Nesta entrevista, concedida por e-mail,
Didi-Huberman fala sobre "Atlas, suíte", que será aberta dia 28 e é
uma versão da exposição "Atlas", exibida pela primeira vez em 2010 no
Museu Reina Sofía, em Madri. Discute também o pensamento de Warburg, que
estudava a recorrência das formas em diversas épocas e deixou obras como
"Atlas Mnemosyne", um conjunto inacabado de painéis onde reunia imagens
de autores e períodos distintos. Didi-Huberman compara a contribuição de
Warburg para a História da Arte e a filosofia da imagem ao legado de Freud para
a psicologia.
— Para Warburg, uma obra, seja ela qual for, é muito mais complexa e
contraditória do que o simples resultado de uma "inspiração" ou
"tradição". A memória é também inconsciente: como fazer História da
Arte a partir dessa hipótese fundamental? — diz o filósofo, que define a obra
de Warburg como uma "arqueologia das imagens".

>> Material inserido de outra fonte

//! Integration tests for the typpy analyzer over fixture programs

use std::path::{Path, PathBuf};

use typpy::TypeChecker;
use typpy::frontend::diagnostics::ErrorKind;
use typpy::frontend::discover::find_files;

const PROGRAMS: &str = "tests/fixtures/programs";

fn program(name: &str) -> PathBuf {
    Path::new(PROGRAMS).join(name)
}

/// Check one fixture and describe each diagnostic as `line:column message`.
fn diagnostics(name: &str) -> Vec<String> {
    TypeChecker::new()
        .check_file(&program(name))
        .into_iter()
        .map(|e| format!("{}:{} {}", e.line, e.column + 1, e.message))
        .collect()
}

#[test]
fn test_clean_program_has_no_diagnostics() {
    assert_eq!(diagnostics("clean.py"), Vec::<String>::new());
}

#[test]
fn test_call_diagnostics() {
    assert_eq!(
        diagnostics("bad_calls.py"),
        vec![
            "5:1 add() missing 1 required argument: 'b'",
            "6:11 add() takes 2 positional arguments but 3 were given",
            "7:8 add() got an unexpected keyword argument 'c'",
            "7:1 add() missing 1 required argument: 'b'",
            "8:1 add() got multiple values for argument 'a'",
            "8:1 add() missing 1 required argument: 'b'",
            "9:8 Expected 'int' in argument 'b' of 'add', found 'None'.",
            "10:1 Function 'missing' is not defined.",
        ]
    );
}

#[test]
fn test_assignment_diagnostics() {
    assert_eq!(
        diagnostics("bad_assignments.py"),
        vec![
            "2:1 Expected 'int' in assignment to 'count', found 'str'.",
            "4:1 Cannot unpack tuple with 3 elements into 2 targets.",
            "6:1 Expected 'int' in assignment to 'limit', found 'str'.",
            "8:19 Name 'nowhere' is not defined.",
        ]
    );
}

#[test]
fn test_unsupported_statement_does_not_stop_the_scope() {
    let errors = TypeChecker::new().check_file(&program("unsupported.py"));
    let kinds: Vec<ErrorKind> = errors.iter().map(|e| e.kind).collect();
    assert_eq!(kinds, vec![ErrorKind::UnsupportedConstruct, ErrorKind::TypeMismatch]);
    assert_eq!(errors[0].message, "Unsupported construct: for loop");
    assert_eq!(errors[0].line, 5);
    assert_eq!(errors[1].line, 8);
}

#[test]
fn test_syntax_error_is_reported_for_its_file_only() {
    let files = vec![program("syntax_error.py"), program("bad_calls.py"), program("clean.py")];
    let errors = TypeChecker::new().check_files(&files).unwrap_err();

    let syntax: Vec<_> = errors.iter().filter(|e| e.kind == ErrorKind::Syntax).collect();
    assert!(!syntax.is_empty());
    assert!(syntax.iter().all(|e| e.file == program("syntax_error.py")));
    assert_eq!(errors.iter().filter(|e| e.file == program("bad_calls.py")).count(), 8);
    assert!(errors.iter().all(|e| e.file != program("clean.py")));
}

#[test]
fn test_nested_function_sees_module_callables() {
    assert_eq!(
        diagnostics("pkg/util.py"),
        vec!["6:11 Expected 'str' in argument 'name' of 'greet', found 'int'."]
    );
}

#[test]
fn test_check_files_output_is_sorted_by_path() {
    let forward = vec![program("bad_calls.py"), program("bad_assignments.py")];
    let backward = vec![program("bad_assignments.py"), program("bad_calls.py")];
    let a = TypeChecker::new().check_files(&forward).unwrap_err();
    let b = TypeChecker::new().check_files(&backward).unwrap_err();
    assert_eq!(a, b);
    assert_eq!(a[0].file, program("bad_assignments.py"));
}

#[test]
fn test_directory_discovery_finds_every_program() {
    let files = find_files(&[PROGRAMS]);
    let names: Vec<String> = files
        .iter()
        .map(|f| f.strip_prefix(PROGRAMS).unwrap().display().to_string())
        .collect();
    assert_eq!(
        names,
        vec![
            "bad_assignments.py",
            "bad_calls.py",
            "clean.py",
            "pkg/__init__.py",
            "pkg/util.py",
            "syntax_error.py",
            "unsupported.py",
        ]
    );
}

#[test]
fn test_missing_file_is_a_diagnostic() {
    let errors = TypeChecker::new().check_file(&program("does_not_exist.py"));
    assert_eq!(errors.len(), 1);
    assert!(errors[0].message.starts_with("Cannot read file"));
}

Como parte do evento, Didi-Huberman lançará também o livro “A imagem
sobrevivente: História da Arte e tempo dos fantasmas segundo Aby Warburg”,
neste sábado, às 19h, no MAR, junto com os livros "A renovação da
Antiguidade pagã", clássico de Warburg publicado no Brasil pela primeira
vez, e “Aby Warburg e a imagem em movimento”, do historiador da arte
Philippe-Alain Michaud, curador da coleção de filmes do Centro Georges
Pompidou, de Paris, que também estará presente. Os três livros são publicados
pela coleção ArteFíssil, da editora Contraponto, coordenada pelo professor da
EBA/UFRJ Tadeu Capistrano, organizador do evento "Histórias de fantasmas
para gente grande".
Qual
é a concepção central da exposição "Atlas, suíte"? Quais são as
principais diferenças entre a exposição que chega ao Rio e a do Museu Reina
Sofía?
A exposição do Museu Reina Sofía, em 2010, foi realizada em uma
arquitetura prestigiosa, o antigo prédio do museu, e reunia um grande número de
obras importantes e, por isso, difíceis de fazer circular pelo mundo, tudo isso
com um custo considerável. Era um grande luxo, ainda por cima com a
inteligência conceitual de Manolo Borja, diretor do museu, que compreendeu
perfeitamente meu projeto. A exposição viajou depois para Karlsruhe e Hamburgo,
onde foi preciso adaptá-la às características locais e também ao fato de que
não era possível transportar obras de porte como "On ne joue plus",
de Giacometti (que fica no MOMA) ou a grande escultura, muito frágil, de Marcel
Broodthaers, "Pense-bête". "Atlas" era uma exposição
fundada em um pensamento teórico — epistemológico, estético, antropológico,
político — da imagem. Por isso, naturalmente, interessou como, aqui, Tadeu
Capistrano. Quando ele evocou a ideia de que a exposição viajasse ao Brasil,
senti que era impossível por toda sorte de razões práticas. Então a resposta
foi muito simples: por que não usar a fotografia — que é o meio fundamental do
atlas de imagens desde o século XIX — para fazer viajar a exposição? A resposta
foi fácil também porque eu conhecia o trabalho de Arno Gisinger, que está no
lado oposto à concepção de uma "fotografia-quadro" e que, portanto,
usa a plasticidade do meio fotográfico para adaptá-lo a cada condição de
exposição. Gisinger fotografou "Atlas" com seu olhar singular, e
depois fizemos escolhas de corpus, escolhas de montagem, e então foi possível
transformar uma exposição monumental — 2.500 metros quadrados em Madri, quase 5
mil em Hamburgo — em uma forma experimental que pode ser abrigada no espaço de
uma futura biblioteca de arte.
Você já descreveu o
atlas como "uma forma visual de conhecimento" e "um trabalho de
montagem", onde tempos diferentes convivem e se chocam. Qual é a
importância da forma-atlas e do método de montagem para a obra de Aby Warburg?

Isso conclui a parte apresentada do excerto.